SECTION 620   OFF-MARKET BID (OFFER FORMALITIES)  

620(1)    
Each offer under an off-market bid must:

(a)    be in writing; and

(b)    have the same date; and

(c)    provide that, unless withdrawn, it will remain open until the end of the offer period (see section 624); and

(d)    state how, and when, the bidder is to satisfy their obligations.

620(2)    
Each offer must provide that the bidder is to pay or provide the consideration for the offer:

(a)    if the bidder is given the necessary transfer documents with the acceptance - by the end of whichever of the following periods ends earlier:


(i) 1 month after the offer is accepted or, if the offer is subject to a defeating condition, within 1 month after the takeover contract becomes unconditional

(ii) 21 days after the end of the offer period; or

(b)    if the bidder is given the necessary transfer documents after the acceptance and before the end of the bid period - within 1 month after the bidder is given the necessary transfer documents; or

(c)    if the bidder is given the necessary transfer documents after the acceptance and after the end of the bid period - within 21 days after the bidder is given the necessary transfer documents.

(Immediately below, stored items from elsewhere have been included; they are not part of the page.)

//! Headless sessions in virtual time.
//!
//! A `Simulation` drives a `DocTask` with a synthetic subject instead of a
//! lick sensor. The subject licks spontaneously at a Poisson rate and, with
//! some probability, responds to real and sham changes after a reaction time.
//! Time jumps straight from one event to the next, so an hour-long session
//! runs in milliseconds.

use crate::common::secs_to_duration;
use crate::config::SubjectConfig;
use crate::events::{CloseReason, Input, TaskEvent};
use crate::summary::SessionSummary;
use crate::task::DocTask;
use chrono::Utc;
use rand::rngs::StdRng;
use rand::{Rng, SeedableRng};
use std::cmp::Reverse;
use std::collections::BinaryHeap;
use std::time::Duration;
use tracing::{debug, info};

/// The simulated animal.
pub struct SyntheticSubject {
    config: SubjectConfig,
    rng: StdRng,
    licks: BinaryHeap<Reverse<Duration>>,
    next_spontaneous: Option<Duration>,
}

impl SyntheticSubject {
    pub fn new(config: SubjectConfig) -> Self {
        let rng = match config.seed {
            Some(seed) => StdRng::seed_from_u64(seed),
            None => StdRng::from_os_rng(),
        };
        Self {
            config,
            rng,
            licks: BinaryHeap::new(),
            next_spontaneous: None,
        }
    }

    /// Time of the subject's next lick, if it will ever lick again.
    pub fn next_lick(&self) -> Option<Duration> {
        let planned = self.licks.peek().map(|Reverse(t)| *t);
        match (planned, self.next_spontaneous) {
            (Some(a), Some(b)) => Some(a.min(b)),
            (a, b) => a.or(b),
        }
    }

    /// Consumes the lick at `at`, scheduling the next spontaneous one if it
    /// was spontaneous.
    fn take_lick(&mut self, at: Duration) {
        if self.licks.peek().is_some_and(|Reverse(t)| *t == at) {
            self.licks.pop();
        } else if self.next_spontaneous == Some(at) {
            self.schedule_spontaneous(at);
        }
    }

    fn schedule_spontaneous(&mut self, from: Duration) {
        let rate = self.config.lick_rate_hz;
        self.next_spontaneous = (rate > 0.0).then(|| {
            let u: f64 = self.rng.random();
            from + secs_to_duration(-(1.0 - u).ln() / rate)
        });
    }

    /// Decides whether to respond to a change seen at `now`.
    fn observe_change(&mut self, now: Duration, sham: bool) {
        let p = if sham {
            self.config.false_alarm_probability
        } else {
            self.config.hit_probability
        };
        if self.rng.random::<f64>() >= p {
            return;
        }
        let [min, max] = self.config.reaction_time;
        let reaction = if max > min {
            self.rng.random_range(min..=max)
        } else {
            min
        };
        let at = now + secs_to_duration(reaction);
        debug!(sham, at = ?at, "Subject will respond.");
        self.licks.push(Reverse(at));
    }
}

/// A task plus a synthetic subject, run in virtual time.
pub struct Simulation {
    task: DocTask,
    subject: SyntheticSubject,
    events: Vec<TaskEvent>,
}

impl Simulation {
    pub fn new(task: DocTask, subject: SyntheticSubject) -> Self {
        Self {
            task,
            subject,
            events: Vec::new(),
        }
    }

    pub fn task(&self) -> &DocTask {
        &self.task
    }

    /// Every notification the task emitted, in order.
    pub fn events(&self) -> &[TaskEvent] {
        &self.events
    }

    /// Runs until the session closes or `limit` of session time has passed.
    pub fn run(&mut self, limit: Duration) -> SessionSummary {
        let started = Utc::now();
        self.subject.schedule_spontaneous(Duration::ZERO);
        self.task.start();
        self.collect_events();

        while !self.task.is_closed() {
            let timer = self.task.next_deadline();
            let lick = self.subject.next_lick();
            let next = match (timer, lick) {
                (Some(t), Some(l)) => t.min(l),
                (t, l) => match t.or(l) {
                    Some(next) => next,
                    None => break,
                },
            };
            if next > limit {
                self.task.advance_to(limit);
                self.collect_events();
                break;
            }

            self.task.advance_to(next);
            self.collect_events();
            if lick == Some(next) {
                self.subject.take_lick(next);
                self.task.handle_input(Input::Lick);
                self.collect_events();
            }
        }
        if !self.task.is_closed() {
            self.task.close(CloseReason::Requested);
            self.collect_events();
        }

        let summary = SessionSummary::from_log(
            started,
            self.task.now().as_secs_f64(),
            self.task.trial_log(),
            self.task.close_reason().cloned(),
        );
        info!(
            trials = summary.trials,
            rewards = summary.rewards,
            volume = summary.volume,
            "Simulation finished."
        );
        summary
    }

    fn collect_events(&mut self) {
        let now = self.task.now();
        for event in self.task.drain_events() {
            match &event {
                TaskEvent::StimulusChanged { .. } => self.subject.observe_change(now, false),
                TaskEvent::ShamChange { .. } => self.subject.observe_change(now, true),
                _ => {}
            }
            self.events.push(event);
        }
    }
}

#[cfg(test)]
mod tests {
    use super::*;
    use crate::trial::TrialParams;

    fn subject(config: SubjectConfig) -> SyntheticSubject {
        SyntheticSubject::new(SubjectConfig {
            seed: Some(5),
            ..config
        })
    }

    #[test]
    fn spontaneous_licks_follow_rate() {
        let mut subject = subject(SubjectConfig {
            lick_rate_hz: 2.0,
            ..SubjectConfig::default()
        });
        subject.schedule_spontaneous(Duration::ZERO);
        let mut last = Duration::ZERO;
        let mut count = 0;
        while let Some(at) = subject.next_lick() {
            if at > Duration::from_secs(100) {
                break;
            }
            assert!(at >= last);
            last = at;
            subject.take_lick(at);
            count += 1;
        }
        assert!((120..=280).contains(&count), "{count} licks");
    }

    #[test]
    fn silent_subject_never_licks() {
        let mut subject = subject(SubjectConfig {
            lick_rate_hz: 0.0,
            hit_probability: 0.0,
            ..SubjectConfig::default()
        });
        subject.schedule_spontaneous(Duration::ZERO);
        subject.observe_change(Duration::from_secs(1), false);
        assert_eq!(subject.next_lick(), None);
    }

    #[test]
    fn certain_responder_licks_within_reaction_window() {
        let mut subject = subject(SubjectConfig {
            lick_rate_hz: 0.0,
            hit_probability: 1.0,
            reaction_time: [0.3, 0.3],
            ..SubjectConfig::default()
        });
        subject.observe_change(Duration::from_secs(2), false);
        assert_eq!(subject.next_lick(), Some(Duration::from_millis(2300)));
    }

    #[test]
    fn perfect_subject_hits_every_go_trial() {
        use crate::surfaces::SimulatedStimulus;
        use crate::config::TaskConfig;

        let config = TaskConfig {
            periodic_flash: None,
            warm_up_trials: 0,
            ..TaskConfig::default()
        };
        let mut remaining = 5;
        let generator = move |_: &[crate::trial::TrialRecord]| {
            remaining -= 1;
            Ok::<_, crate::error::GeneratorError>((remaining >= 0).then(|| TrialParams::go(1.0)))
        };
        let task = DocTask::new(
            &config,
            Box::new(SimulatedStimulus::steady()),
            None,
            Box::new(generator),
        )
        .unwrap();
        let subject = subject(SubjectConfig {
            lick_rate_hz: 0.0,
            hit_probability: 1.0,
            reaction_time: [0.3, 0.5],
            ..SubjectConfig::default()
        });
        let mut sim = Simulation::new(task, subject);
        let summary = sim.run(Duration::from_secs(3600));
        assert_eq!(summary.trials, 5);
        assert_eq!(summary.count(crate::trial::Outcome::Hit), 5);
        assert_eq!(summary.close_reason, Some(CloseReason::SequenceExhausted));
        assert!(sim
            .events()
            .iter()
            .any(|e| matches!(e, TaskEvent::RewardIssued { .. })));
    }
}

Note: Subsection 630(1) requires an offer that is subject to a defeating condition to specify a date for declaring whether the condition has been fulfilled or not.


620(3)    
The offer may provide that the bidder may avoid the takeover contract if the bidder is not given the necessary transfer documents within 1 month after the end of the offer period.

Division 2 - Consideration for the offer  

SECTION 621   CONSIDERATION OFFERED  


Off-market bid - general

621(1)    
A bidder making an off-market bid for securities may offer any form of consideration for the securities, including:

(a)    a cash sum; or

(b)    securities (including shares, debentures, interests in a managed investment scheme or options); or

(c)    a combination of a cash sum and securities.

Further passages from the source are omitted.